//! # Tessera Core
//!
//! Deterministic tile-grid simulation engine for Tessera puzzle levels.
//!
//! A level is a [`Grid`] of terrain [`Cell`]s with [`Actor`]s on top: the
//! player, enemies, pushable blocks, items and fixtures. Every move is a
//! *visit* settled by dominance between the mover and the actors already in
//! the target cell (see [`resolver`]). A seeded [`DeterministicRandom`] and
//! the input [`Recording`] make every session exactly replayable.
//!
//! ## Architecture
//!
//! - **Values**: [`location`], [`dominance`], [`random`]
//! - **Objects**: [`component`], [`cell`], [`actor`], stored in an [`arena`]
//! - **Rules**: [`resolver`] (visits, terrain, interactions, behaviour)
//! - **Loop**: [`grid`], with [`recording`], [`events`] and [`snapshot`]
//! - **Level data**: [`registry`], [`config`], [`error`]
//!
//! ## Usage
//!
//! ```
//! use tessera_core::{ComponentRegistry, ComponentSpec, Direction, Grid, GridConfig};
//! use tessera_core::registry::slots;
//!
//! let specs = vec![
//!     ComponentSpec::new(0, 2, slots::EXIT),
//!     ComponentSpec::new(0, 0, slots::PLAYER),
//! ];
//! let mut grid = Grid::load(
//!     GridConfig::with_dimensions(1, 3),
//!     &ComponentRegistry::standard(),
//!     &specs,
//! )?;
//!
//! let mut frame = 0;
//! for _ in 0..2 {
//!     grid.move_player(Direction::East);
//!     for _ in 0..8 {
//!         grid.update_frame(frame);
//!         frame += 1;
//!     }
//! }
//! assert!(grid.is_level_complete());
//! # Ok::<(), tessera_core::ConfigError>(())
//! ```

#![warn(missing_docs)]
#![warn(clippy::all)]
#![warn(clippy::pedantic)]

pub mod actor;
pub mod arena;
pub mod cell;
pub mod component;
pub mod config;
pub mod dominance;
pub mod error;
pub mod events;
pub mod grid;
pub mod location;
pub mod random;
pub mod recording;
pub mod registry;
pub mod resolver;
pub mod snapshot;

#[cfg(test)]
mod tests;

pub use actor::{Actor, ActorId, ActorKind, ActorTag, Immunity, Inventory, ItemKind};
pub use cell::{Cell, CellKind, KeyColor};
pub use component::Component;
pub use config::GridConfig;
pub use dominance::DominanceLevel;
pub use error::{ConfigError, RecordingError};
pub use events::{EventRecord, GridEvent};
pub use grid::Grid;
pub use location::{Direction, Location};
pub use random::DeterministicRandom;
pub use recording::{Recording, RecordingLog, RecordingMode};
pub use registry::{ComponentRegistry, ComponentSpec};
pub use snapshot::GridSnapshot;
--------------------
■ Task details ■
Would you copy out all the entries above without changing a single character?

■ Response for this exercise ■
//! # Tessera Core
//!
//! Deterministic tile-grid simulation engine for Tessera puzzle levels.
//!
//! A level is a [`Grid`] of terrain [`Cell`]s with [`Actor`]s on top: the
//! player, enemies, pushable blocks, items and fixtures. Every move is a
//! *visit* settled by dominance between the mover and the actors already in
//! the target cell (see [`resolver`]). A seeded [`DeterministicRandom`] and
//! the input [`Recording`] make every session exactly replayable.
//!
//! ## Architecture
//!
//! - **Values**: [`location`], [`dominance`], [`random`]
//! - **Objects**: [`component`], [`cell`], [`actor`], stored in an [`arena`]
//! - **Rules**: [`resolver`] (visits, terrain, interactions, behaviour)
//! - **Loop**: [`grid`], with [`recording`], [`events`] and [`snapshot`]
//! - **Level data**: [`registry`], [`config`], [`error`]
//!
//! ## Usage
//!
//! ```
//! use tessera_core::{ComponentRegistry, ComponentSpec, Direction, Grid, GridConfig};
//! use tessera_core::registry::slots;
//!
//! let specs = vec![
//!     ComponentSpec::new(0, 2, slots::EXIT),
//!     ComponentSpec::new(0, 0, slots::PLAYER),
//! ];
//! let mut grid = Grid::load(
//!     GridConfig::with_dimensions(1, 3),
//!     &ComponentRegistry::standard(),
//!     &specs,
//! )?;
//!
//! let mut frame = 0;
//! for _ in 0..2 {
//!     grid.move_player(Direction::East);
//!     for _ in 0..8 {
//!         grid.update_frame(frame);
//!         frame += 1;
//!     }
//! }
//! assert!(grid.is_level_complete());
//! # Ok::<(), tessera_core::ConfigError>(())
//! ```

#![warn(missing_docs)]
#![warn(clippy::all)]
#![warn(clippy::pedantic)]

pub mod actor;
pub mod arena;
pub mod cell;
pub mod component;
pub mod config;
pub mod dominance;
pub mod error;
pub mod events;
pub mod grid;
pub mod location;
pub mod random;
pub mod recording;
pub mod registry;
pub mod resolver;
pub mod snapshot;

#[cfg(test)]
mod tests;

pub use actor::{Actor, ActorId, ActorKind, ActorTag, Immunity, Inventory, ItemKind};
pub use cell::{Cell, CellKind, KeyColor};
pub use component::Component;
pub use config::GridConfig;
pub use dominance::DominanceLevel;
pub use error::{ConfigError, RecordingError};
pub use events::{EventRecord, GridEvent};
pub use grid::Grid;
pub use location::{Direction, Location};
pub use random::DeterministicRandom;
pub use recording::{Recording, RecordingLog, RecordingMode};
pub use registry::{ComponentRegistry, ComponentSpec};
pub use snapshot::GridSnapshot;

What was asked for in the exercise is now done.